Calculation error refers to mistakes that arise from incorrect executions of arithmetic operations with, or imprecise representations (e.g., rounding) of, numbers. Measurement error refers to incorrect numbers in a data set. It arises from the use of the wrong measurement scale (i.e., nominal, ordinal, interval, ratio) or instruments lacking precision (i.e., the number of digits to the right of a decimal point), and/or recording mistakes. Specification error refers to the use of incorrect assumptions and/or the application of incorrect mathematical formulae or equations in a data analysis. Sampling error refers to differences that are due solely to the use of a subset (a sample) rather than an entire collection of objects (a parent population). Finally, random noise in a geographic landscape represents a haphazard (stochastic) disturbance and is characteristic of ignorance or uncertainty about reality or is the outcome of a goodly number of factors that jointly behave in such a way that random disturbances appear to be introduced into attribute and/or geocode measures.

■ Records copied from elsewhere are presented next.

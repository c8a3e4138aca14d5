//! Play events and date partitioning.

use chrono::{DateTime, Utc};
use serde::{Deserialize, Serialize};

/// One playback occurrence.
///
/// The provider's track metadata is carried through untouched in `payload`;
/// only `played_at` is relied upon structurally.
#[derive(Debug, Clone, Serialize, Deserialize)]
pub struct PlayEvent {
    pub played_at: String,
    #[serde(flatten)]
    pub payload: serde_json::Map<String, serde_json::Value>,
}

impl PlayEvent {
    /// Calendar date of the play: the `played_at` substring before `T`.
    pub fn date(&self) -> &str {
        match self.played_at.split_once('T') {
            Some((date, _)) => date,
            None => &self.played_at,
        }
    }

    fn played_at_utc(&self) -> Option<DateTime<Utc>> {
        DateTime::parse_from_rfc3339(&self.played_at)
            .ok()
            .map(|t| t.with_timezone(&Utc))
    }
}

/// Sort events ascending by `played_at`. The provider returns pages in
/// descending recency order.
///
/// Stable, so events sharing a timestamp keep their input order. Falls back
/// to lexicographic order for timestamps that do not parse.
pub fn sort_chronological(events: &mut [PlayEvent]) {
    events.sort_by(|a, b| match (a.played_at_utc(), b.played_at_utc()) {
        (Some(ta), Some(tb)) => ta.cmp(&tb),
        _ => a.played_at.cmp(&b.played_at),
    });
}

/// Group events by calendar date in a single pass.
///
/// Group order is the order of first occurrence of each date; the relative
/// order of events within a group matches the input sequence.
pub fn group_by_date(events: Vec<PlayEvent>) -> Vec<(String, Vec<PlayEvent>)> {
    let mut groups: Vec<(String, Vec<PlayEvent>)> = Vec::new();

    for event in events {
        let date = event.date().to_string();
        match groups.iter_mut().find(|(key, _)| *key == date) {
            Some((_, bucket)) => bucket.push(event),
            None => groups.push((date, vec![event])),
        }
    }

    groups
}
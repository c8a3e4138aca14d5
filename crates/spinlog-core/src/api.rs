//! Recently-played history fetch against the Spotify Web API.

use std::time::Duration;

use serde::Deserialize;

use crate::error::{Error, Result};
use crate::history::PlayEvent;

const RECENTLY_PLAYED_URL: &str = "https://api.spotify.com/v1/me/player/recently-played";

/// Page size for every history request. One page per run, no pagination
/// loop; anything beyond a page is picked up by the next scheduled run.
pub const PAGE_LIMIT: u32 = 50;

const REQUEST_TIMEOUT: Duration = Duration::from_secs(30);

/// One page of play history as returned by the provider.
///
/// `items` arrive in descending recency order and may be empty; an empty
/// page is a normal outcome, not an error.
#[derive(Debug, Default, Deserialize)]
pub struct RecentlyPlayedPage {
    #[serde(default)]
    pub items: Vec<PlayEvent>,
    #[serde(default)]
    pub cursors: Option<PageCursors>,
}

/// Pagination frontier reported alongside a non-empty page.
#[derive(Debug, Deserialize)]
pub struct PageCursors {
    #[serde(default)]
    pub after: Option<String>,
}

/// Build the HTTP agent shared by all requests of one run.
pub fn build_agent() -> ureq::Agent {
    let config = ureq::Agent::config_builder()
        .timeout_global(Some(REQUEST_TIMEOUT))
        .build();
    config.into()
}

fn request_url(limit: u32, after: Option<&str>) -> String {
    let mut url = format!("{}?limit={}", RECENTLY_PLAYED_URL, limit);
    if let Some(after) = after {
        url.push_str("&after=");
        url.push_str(&urlencoding::encode(after));
    }
    url
}

/// Fetch one page of recently played tracks, constrained to plays after
/// `after` when a cursor is given.
pub fn fetch_recently_played(
    agent: &ureq::Agent,
    access_token: &str,
    limit: u32,
    after: Option<&str>,
) -> Result<RecentlyPlayedPage> {
    let url = request_url(limit, after);

    let mut response = agent
        .get(&url)
        .header("Authorization", &format!("Bearer {}", access_token))
        .call()
        .map_err(|e| Error::HistoryFetch(e.to_string()))?;

    response
        .body_mut()
        .read_json()
        .map_err(|e| Error::HistoryFetch(e.to_string()))
}

#[cfg(test)]
mod tests {
    use super::*;

    #[test]
    fn test_request_url_without_cursor() {
        assert_eq!(
            request_url(50, None),
            "https://api.spotify.com/v1/me/player/recently-played?limit=50"
        );
    }

    #[test]
    fn test_request_url_with_cursor() {
        assert_eq!(
            request_url(50, Some("1700000000000")),
            "https://api.spotify.com/v1/me/player/recently-played?limit=50&after=1700000000000"
        );
    }

    #[test]
    fn test_page_tolerates_missing_fields() {
        let page: RecentlyPlayedPage = serde_json::from_str("{}").unwrap();
        assert!(page.items.is_empty());
        assert!(page.cursors.is_none());
    }

    #[test]
    fn test_page_parses_items_and_cursor() {
        let page: RecentlyPlayedPage = serde_json::from_str(
            r#"{
                "items": [{"played_at": "2024-01-01T08:00:00Z", "track": {"name": "a"}}],
                "cursors": {"after": "1704096000000"}
            }"#,
        )
        .unwrap();
        assert_eq!(page.items.len(), 1);
        assert_eq!(
            page.cursors.and_then(|c| c.after).as_deref(),
            Some("1704096000000")
        );
    }
}
//! Durable pagination cursor.
//!
//! The cursor marks the fetch frontier: the provider only returns plays
//! after it. It is read once at the start of a run and written once at the
//! end, so a crash in between re-fetches the same page on the next run.

use std::fs;
use std::io::ErrorKind;
use std::path::{Path, PathBuf};

use serde::{Deserialize, Serialize};
use tracing::{debug, info};

use crate::error::Result;

#[derive(Debug, Clone, Default, Serialize, Deserialize)]
struct CursorFile {
    cursor: CursorState,
}

#[derive(Debug, Clone, Default, Serialize, Deserialize)]
struct CursorState {
    after: Option<String>,
}

/// File-backed store for the single `after` cursor.
pub struct CursorStore {
    path: PathBuf,
}

impl CursorStore {
    pub fn new<P: AsRef<Path>>(path: P) -> Self {
        Self {
            path: path.as_ref().to_path_buf(),
        }
    }

    /// Load the persisted cursor. A missing file means no cursor has been
    /// set yet (first run); an unreadable or malformed file is an error.
    pub fn load(&self) -> Result<Option<String>> {
        let content = match fs::read_to_string(&self.path) {
            Ok(content) => content,
            Err(e) if e.kind() == ErrorKind::NotFound => {
                debug!(
                    "No cursor file at {}, fetching from the beginning",
                    self.path.display()
                );
                return Ok(None);
            }
            Err(e) => return Err(e.into()),
        };

        let file: CursorFile = serde_json::from_str(&content)?;
        Ok(file.cursor.after)
    }

    /// Persist a new cursor value, overwriting the previous one.
    pub fn save(&self, after: Option<&str>) -> Result<()> {
        let file = CursorFile {
            cursor: CursorState {
                after: after.map(str::to_string),
            },
        };
        fs::write(&self.path, serde_json::to_string_pretty(&file)?)?;
        info!("Saved cursor to {}", self.path.display());
        Ok(())
    }
}

#[cfg(test)]
mod tests {
    use super::*;
    use tempfile::tempdir;

    #[test]
    fn test_load_missing_file_is_first_run() {
        let dir = tempdir().unwrap();
        let store = CursorStore::new(dir.path().join("cursor.json"));
        assert_eq!(store.load().unwrap(), None);
    }

    #[test]
    fn test_save_and_load_round_trip() {
        let dir = tempdir().unwrap();
        let store = CursorStore::new(dir.path().join("cursor.json"));

        store.save(Some("1700000000000")).unwrap();
        assert_eq!(store.load().unwrap().as_deref(), Some("1700000000000"));
    }

    #[test]
    fn test_save_overwrites_previous_value() {
        let dir = tempdir().unwrap();
        let store = CursorStore::new(dir.path().join("cursor.json"));

        store.save(Some("111")).unwrap();
        store.save(Some("222")).unwrap();
        assert_eq!(store.load().unwrap().as_deref(), Some("222"));
    }

    #[test]
    fn test_save_none_round_trips_to_null() {
        let dir = tempdir().unwrap();
        let path = dir.path().join("cursor.json");
        let store = CursorStore::new(&path);

        store.save(None).unwrap();
        assert_eq!(store.load().unwrap(), None);

        let content = fs::read_to_string(&path).unwrap();
        assert!(content.contains("\"after\": null"));
    }

    #[test]
    fn test_malformed_cursor_file_is_an_error() {
        let dir = tempdir().unwrap();
        let path = dir.path().join("cursor.json");
        fs::write(&path, "not json").unwrap();

        let store = CursorStore::new(&path);
        assert!(store.load().is_err());
    }
}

Controlling Error Propagation

Georeferenced data error rarely averages to zero during data manipulations. Rather, error propagation can be controlled by minimizing or eliminating data input and/or analysis error. The widespread use of computers and hand calculators has minimized calculation error, which today tends to be associated almost solely with rounding and the number of significant digits to the right of a decimal point. Improvements in instruments (e.g., decreasing the pixel size in satellite remote sensors, global positioning system [GPS] technology) and the digital rather than manual handling of data, for example, have reduced measurement error. In particular, the development of spatial statistical theory, statistical theory for non-normal data, and resampling techniques has helped diminish the occurrence of specification error, which continues to be the principal source of error propagation. Experimental design and statistical mixed-model approaches (i.e., including random effects terms) furnish controls for sampling error, which because of its random nature is very controllable. Random noise in a geographic landscape refers to model residuals (i.e., the difference between predicted and observed values) and can be controlled by acquiring a better substantive understanding of geographic phenomena.

Relative Importance of the Origin of Error

Error propagation with georeferenced data is complicated by the presence of pairwise attribute correlation as well as positive spatial autocorrelation (i.e., attribute and error values at adjacent locations tend to be similar). Propagation occurs when these data are manipulated within a geographic information system (e.g., overlay, buffering) or used to construct indexes (e.g., linear combinations or ratios of, say, spectral bands). For univariate overlay, overlay-AND, overlay-OR, and overlay-XOR, attribute error and location error tend to dominate error propagation, with spatial autocorrelation of attribute variables often being the single most important contributor to autocorrelation in propagated error. Attribute error tends to be the single most important contributor to error propagation when addition or ratioing is performed, with interattribute correlation playing a more important role for addition and location error playing a more important role for ratioing. Synchronized attribute and error map patterns frequently obscure the detection of propagated error.